(PROBLEM):
Lines where the string "default" appears are to be copied from the entries below.

· · · · ·

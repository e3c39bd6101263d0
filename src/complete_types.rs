use std::iter::FusedIterator;

use crate::err::GrammarResult;
use crate::scanner::{ScanContext, Span, TypeCursor};
use crate::settings::SignatureSettings;
use crate::type_code::TypeCode;
use crate::validator::validate_with;

/// One single complete type borrowed from a signature string.
#[derive(Debug, Clone, Copy, PartialEq, Eq)]
pub struct CompleteTypeRef<'a> {
    text: &'a str,
    offset: usize,
    code: TypeCode,
    last: bool,
}

impl<'a> CompleteTypeRef<'a> {
    pub fn as_str(&self) -> &'a str {
        self.text
    }

    /// Offset of this type within the string it was scanned from.
    pub fn offset(&self) -> usize {
        self.offset
    }

    pub fn type_code(&self) -> TypeCode {
        self.code
    }

    /// `true` when this type ends at the end of the scanned string.
    pub fn is_last(&self) -> bool {
        self.last
    }

    /// Iterates one level down into a container.
    ///
    /// An array yields its element type, a struct its fields and a dict-entry its key and
    /// value. Basic types and variants yield nothing.
    pub fn children(&self) -> CompleteTypes<'a> {
        children_of(self.text, self.code)
    }
}

/// Iterator over the single complete types of a validated signature string.
///
/// Not restartable: once it returns `None` it keeps returning `None`.
#[derive(Debug, Clone)]
pub struct CompleteTypes<'a> {
    text: &'a str,
    cursor: TypeCursor,
}

impl<'a> CompleteTypes<'a> {
    /// Validates `signature` with the default limits and iterates it.
    pub fn new(signature: &'a str) -> GrammarResult<Self> {
        CompleteTypes::with_settings(signature, &SignatureSettings::default())
    }

    pub fn with_settings(signature: &'a str, settings: &SignatureSettings) -> GrammarResult<Self> {
        validate_with(signature, settings)?;
        Ok(CompleteTypes::from_validated(signature, ScanContext::TopLevel))
    }

    pub(crate) fn from_validated(text: &'a str, context: ScanContext) -> Self {
        CompleteTypes {
            text,
            cursor: TypeCursor::new(context),
        }
    }

    pub(crate) fn empty() -> Self {
        CompleteTypes {
            text: "",
            cursor: TypeCursor::exhausted(),
        }
    }
}

impl<'a> Iterator for CompleteTypes<'a> {
    type Item = CompleteTypeRef<'a>;

    fn next(&mut self) -> Option<Self::Item> {
        let Span { start, end, code } = self.cursor.step(self.text.as_bytes())?;
        Some(CompleteTypeRef {
            text: self.text.get(start..end)?,
            offset: start,
            code,
            last: self.cursor.is_exhausted(),
        })
    }
}

impl FusedIterator for CompleteTypes<'_> {}

/// Interior of a validated container type, scanned with the context its parent gives it.
pub(crate) fn children_of(text: &str, code: TypeCode) -> CompleteTypes<'_> {
    let interior = match code {
        TypeCode::Array => text.get(1..).map(|t| (t, ScanContext::ArrayElement)),
        TypeCode::Struct | TypeCode::DictEntry => text
            .get(1..text.len().saturating_sub(1))
            .map(|t| (t, ScanContext::TopLevel)),
        _ => None,
    };

    match interior {
        Some((interior, context)) => CompleteTypes::from_validated(interior, context),
        None => CompleteTypes::empty(),
    }
}

#[cfg(test)]
mod tests {
    use super::*;
    use crate::err::GrammarError;
    use pretty_assertions::assert_eq;

    fn split(sig: &str) -> Vec<&str> {
        CompleteTypes::new(sig)
            .unwrap()
            .map(|t| t.as_str())
            .collect()
    }

    #[test]
    fn test_splits_into_single_complete_types() {
        assert_eq!(split("ia{sv}(ii)v"), vec!["i", "a{sv}", "(ii)", "v"]);
        assert_eq!(split("a{sv}"), vec!["a{sv}"]);
        assert_eq!(split("aaiaas"), vec!["aai", "aas"]);
        assert!(split("").is_empty());
    }

    #[test]
    fn test_reports_offsets_and_last_item() {
        let items: Vec<(usize, bool)> = CompleteTypes::new("s(ub)o")
            .unwrap()
            .map(|t| (t.offset(), t.is_last()))
            .collect();

        assert_eq!(items, vec![(0, false), (1, false), (5, true)]);
    }

    #[test]
    fn test_construction_rejects_invalid_signatures() {
        assert_eq!(
            CompleteTypes::new("a{vs}").unwrap_err(),
            GrammarError::InvalidDictKeyType { offset: 2 }
        );
    }

    #[test]
    fn test_children_descend_one_level() {
        let outer: Vec<CompleteTypeRef<'_>> = CompleteTypes::new("(ii)a{sv}aas").unwrap().collect();

        let fields: Vec<&str> = outer[0].children().map(|t| t.as_str()).collect();
        assert_eq!(fields, vec!["i", "i"]);

        let element: Vec<&str> = outer[1].children().map(|t| t.as_str()).collect();
        assert_eq!(element, vec!["{sv}"]);

        let entry = outer[1].children().next().unwrap();
        assert_eq!(entry.type_code(), TypeCode::DictEntry);
        let key_value: Vec<&str> = entry.children().map(|t| t.as_str()).collect();
        assert_eq!(key_value, vec!["s", "v"]);

        let inner: Vec<&str> = outer[2].children().map(|t| t.as_str()).collect();
        assert_eq!(inner, vec!["as"]);
    }

    #[test]
    fn test_basic_types_have_no_children() {
        let first = CompleteTypes::new("v").unwrap().next().unwrap();
        assert_eq!(first.children().count(), 0);
    }

    #[test]
    fn test_independent_iterators_over_one_string() {
        let sig = "a{sv}(ii)";
        let mut a = CompleteTypes::new(sig).unwrap();
        let b = CompleteTypes::new(sig).unwrap();

        assert_eq!(a.by_ref().count(), 2);
        assert_eq!(a.next(), None);
        assert_eq!(b.map(|t| t.as_str()).collect::<Vec<_>>(), vec!["a{sv}", "(ii)"]);
    }
}
use std::fmt;

use bitflags::bitflags;

bitflags! {
    /// Classification of a type code.
    #[derive(Debug, Clone, Copy, PartialEq, Eq, Hash)]
    pub struct TypeFlags: u8 {
        /// Valid as a dict-entry key.
        const BASIC = 0b0000_0001;
        const FIXED_SIZE = 0b0000_0010;
        const STRING_LIKE = 0b0000_0100;
        const CONTAINER = 0b0000_1000;
        const VARIANT = 0b0001_0000;
    }
}

/// A single D-Bus type code.
///
/// Closing brackets are not type codes of their own; `(` and `{` stand for the whole
/// struct and dict-entry respectively.
#[derive(Debug, Clone, Copy, PartialEq, Eq, Hash)]
#[repr(u8)]
pub enum TypeCode {
    Byte = b'y',
    Boolean = b'b',
    Int16 = b'n',
    UInt16 = b'q',
    Int32 = b'i',
    UInt32 = b'u',
    Int64 = b'x',
    UInt64 = b't',
    Double = b'd',
    UnixFd = b'h',
    String = b's',
    ObjectPath = b'o',
    Signature = b'g',
    Variant = b'v',
    Array = b'a',
    Struct = b'(',
    DictEntry = b'{',
}

impl TypeCode {
    pub fn from_u8(byte: u8) -> Option<TypeCode> {
        match byte {
            b'y' => Some(TypeCode::Byte),
            b'b' => Some(TypeCode::Boolean),
            b'n' => Some(TypeCode::Int16),
            b'q' => Some(TypeCode::UInt16),
            b'i' => Some(TypeCode::Int32),
            b'u' => Some(TypeCode::UInt32),
            b'x' => Some(TypeCode::Int64),
            b't' => Some(TypeCode::UInt64),
            b'd' => Some(TypeCode::Double),
            b'h' => Some(TypeCode::UnixFd),
            b's' => Some(TypeCode::String),
            b'o' => Some(TypeCode::ObjectPath),
            b'g' => Some(TypeCode::Signature),
            b'v' => Some(TypeCode::Variant),
            b'a' => Some(TypeCode::Array),
            b'(' => Some(TypeCode::Struct),
            b'{' => Some(TypeCode::DictEntry),
            _ => None,
        }
    }

    pub fn as_u8(self) -> u8 {
        self as u8
    }

    pub fn as_char(self) -> char {
        char::from(self.as_u8())
    }

    pub fn flags(self) -> TypeFlags {
        match self {
            TypeCode::Byte
            | TypeCode::Boolean
            | TypeCode::Int16
            | TypeCode::UInt16
            | TypeCode::Int32
            | TypeCode::UInt32
            | TypeCode::Int64
            | TypeCode::UInt64
            | TypeCode::Double
            | TypeCode::UnixFd => TypeFlags::BASIC | TypeFlags::FIXED_SIZE,
            TypeCode::String | TypeCode::ObjectPath | TypeCode::Signature => {
                TypeFlags::BASIC | TypeFlags::STRING_LIKE
            }
            TypeCode::Variant => TypeFlags::VARIANT,
            TypeCode::Array | TypeCode::Struct | TypeCode::DictEntry => TypeFlags::CONTAINER,
        }
    }

    #[inline]
    pub fn is_basic(self) -> bool {
        self.flags().contains(TypeFlags::BASIC)
    }

    #[inline]
    pub fn is_container(self) -> bool {
        self.flags().contains(TypeFlags::CONTAINER)
    }

    /// Size in bytes of a marshalled fixed-size value, `None` for everything else.
    pub fn fixed_size(self) -> Option<usize> {
        match self {
            TypeCode::Byte => Some(1),
            TypeCode::Int16 | TypeCode::UInt16 => Some(2),
            TypeCode::Boolean | TypeCode::Int32 | TypeCode::UInt32 | TypeCode::UnixFd => Some(4),
            TypeCode::Int64 | TypeCode::UInt64 | TypeCode::Double => Some(8),
            _ => None,
        }
    }

    /// Alignment in bytes of a marshalled value of this type.
    pub fn alignment(self) -> usize {
        match self {
            TypeCode::Byte | TypeCode::Signature | TypeCode::Variant => 1,
            TypeCode::Int16 | TypeCode::UInt16 => 2,
            TypeCode::Boolean
            | TypeCode::Int32
            | TypeCode::UInt32
            | TypeCode::UnixFd
            | TypeCode::String
            | TypeCode::ObjectPath
            | TypeCode::Array => 4,
            TypeCode::Int64
            | TypeCode::UInt64
            | TypeCode::Double
            | TypeCode::Struct
            | TypeCode::DictEntry => 8,
        }
    }
}

impl fmt::Display for TypeCode {
    fn fmt(&self, f: &mut fmt::Formatter<'_>) -> fmt::Result {
        write!(f, "{}", self.as_char())
    }
}

#[cfg(test)]
mod tests {
    use super::*;

    const ALPHABET: &[u8] = b"ybnqiuxtdhsogva({";

    #[test]
    fn test_every_code_round_trips_through_u8() {
        for &byte in ALPHABET {
            let code = TypeCode::from_u8(byte).expect("alphabet byte must decode");
            assert_eq!(code.as_u8(), byte);
        }
    }

    #[test]
    fn test_closing_brackets_and_reserved_codes_are_not_type_codes() {
        for &byte in b")}rem*?@&^ \0" {
            assert_eq!(TypeCode::from_u8(byte), None, "{:?}", char::from(byte));
        }
    }

    #[test]
    fn test_variant_and_containers_are_not_basic() {
        let basic: Vec<char> = ALPHABET
            .iter()
            .filter_map(|&b| TypeCode::from_u8(b))
            .filter(|c| c.is_basic())
            .map(TypeCode::as_char)
            .collect();

        assert_eq!(basic.into_iter().collect::<String>(), "ybnqiuxtdhsog");
        assert!(!TypeCode::Variant.is_basic());
        assert!(TypeCode::Array.is_container());
    }

    #[test]
    fn test_fixed_size_types_align_to_their_size() {
        for &byte in ALPHABET {
            let code = TypeCode::from_u8(byte).unwrap();
            if let Some(size) = code.fixed_size() {
                assert!(code.flags().contains(TypeFlags::FIXED_SIZE));
                assert_eq!(code.alignment(), size, "{code}");
            }
        }
        assert_eq!(TypeCode::Struct.alignment(), 8);
        assert_eq!(TypeCode::Signature.fixed_size(), None);
    }
}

· · · · ·

(THE COMPLETED TASK):
    /// Validates `signature` with the default limits and iterates it.
        CompleteTypes::with_settings(signature, &SignatureSettings::default())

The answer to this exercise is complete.